Im Moment deutet alles darauf hin, dass die Inflation sinkt, während die Zentralbanken die Zinsen länger hochhalten. Dadurch würden sich die realen Zinsen positiv entwickeln und Druck auf die Aktienbewertungen ausüben, die eine Funktion des Abzinsungssatzes sind, der zur Bewertung künftiger Unternehmensgewinne verwendet wird. In dieser komplexen Übergangsphase bieten Unternehmen mit attraktiven Aktienbewertungen und robusten langfristigen Gewinnaussichten das beste Verhältnis zwischen Risiko und Ertrag.

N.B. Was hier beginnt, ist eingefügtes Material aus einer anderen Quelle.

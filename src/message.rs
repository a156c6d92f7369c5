use serde::{Deserialize, Serialize};

#[derive(Debug, Clone, Copy, PartialEq, Eq, Serialize, Deserialize)]
#[serde(rename_all = "snake_case")]
pub enum MessageKind {
    System,
    User,
    Assistant,
    Tool,
}

/// A fully-assembled tool call carried by an assistant message. `args` is the
/// parsed JSON value; raw fragment text never leaves the stream accumulator.
#[derive(Debug, Clone, PartialEq, Serialize, Deserialize)]
pub struct ToolCallRequest {
    pub id: String,
    pub name: String,
    pub args: serde_json::Value,
}

/// Outcome of one tool execution, keyed back to its request id. Exactly one
/// of `payload` / `error` is set; use the constructors.
#[derive(Debug, Clone, PartialEq, Serialize, Deserialize)]
pub struct ToolCallResult {
    pub id: String,
    #[serde(default, skip_serializing_if = "Option::is_none")]
    pub payload: Option<serde_json::Value>,
    #[serde(default, skip_serializing_if = "Option::is_none")]
    pub error: Option<String>,
}

impl ToolCallResult {
    pub fn ok(id: impl Into<String>, payload: serde_json::Value) -> Self {
        Self {
            id: id.into(),
            payload: Some(payload),
            error: None,
        }
    }

    pub fn err(id: impl Into<String>, error: impl Into<String>) -> Self {
        Self {
            id: id.into(),
            payload: None,
            error: Some(error.into()),
        }
    }

    pub fn is_err(&self) -> bool {
        self.error.is_some()
    }
}

/// One entry in the conversation log. Immutable once appended; `tool_calls`
/// is only populated for `Assistant` messages and `tool_result` only for
/// `Tool` messages.
#[derive(Debug, Clone, PartialEq, Serialize, Deserialize)]
pub struct Message {
    pub kind: MessageKind,
    #[serde(default)]
    pub text: String,
    #[serde(default, skip_serializing_if = "Vec::is_empty")]
    pub tool_calls: Vec<ToolCallRequest>,
    #[serde(default, skip_serializing_if = "Option::is_none")]
    pub tool_result: Option<ToolCallResult>,
}

impl Message {
    pub fn system(text: impl Into<String>) -> Self {
        Self {
            kind: MessageKind::System,
            text: text.into(),
            tool_calls: vec![],
            tool_result: None,
        }
    }

    pub fn user(text: impl Into<String>) -> Self {
        Self {
            kind: MessageKind::User,
            text: text.into(),
            tool_calls: vec![],
            tool_result: None,
        }
    }

    pub fn assistant(text: impl Into<String>, tool_calls: Vec<ToolCallRequest>) -> Self {
        Self {
            kind: MessageKind::Assistant,
            text: text.into(),
            tool_calls,
            tool_result: None,
        }
    }

    pub fn tool(result: ToolCallResult) -> Self {
        Self {
            kind: MessageKind::Tool,
            text: String::new(),
            tool_calls: vec![],
            tool_result: Some(result),
        }
    }
}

Anleger sollten sich immer auf die zugrunde liegenden Geschäfte der Unternehmen konzentrieren. Da sich die KI-Begeisterung aktuell parallel zu einem historischen Wandel der Anlagebedingungen entfaltet, ist Vorsicht geboten und ein disziplinierter Ansatz ist von größter Bedeutung. Ein strategischer Fokus darauf, wie Unternehmen in verschiedenen Sektoren langfristiges Geschäftswachstum generieren können, ist der Schlüssel zum Erfolg.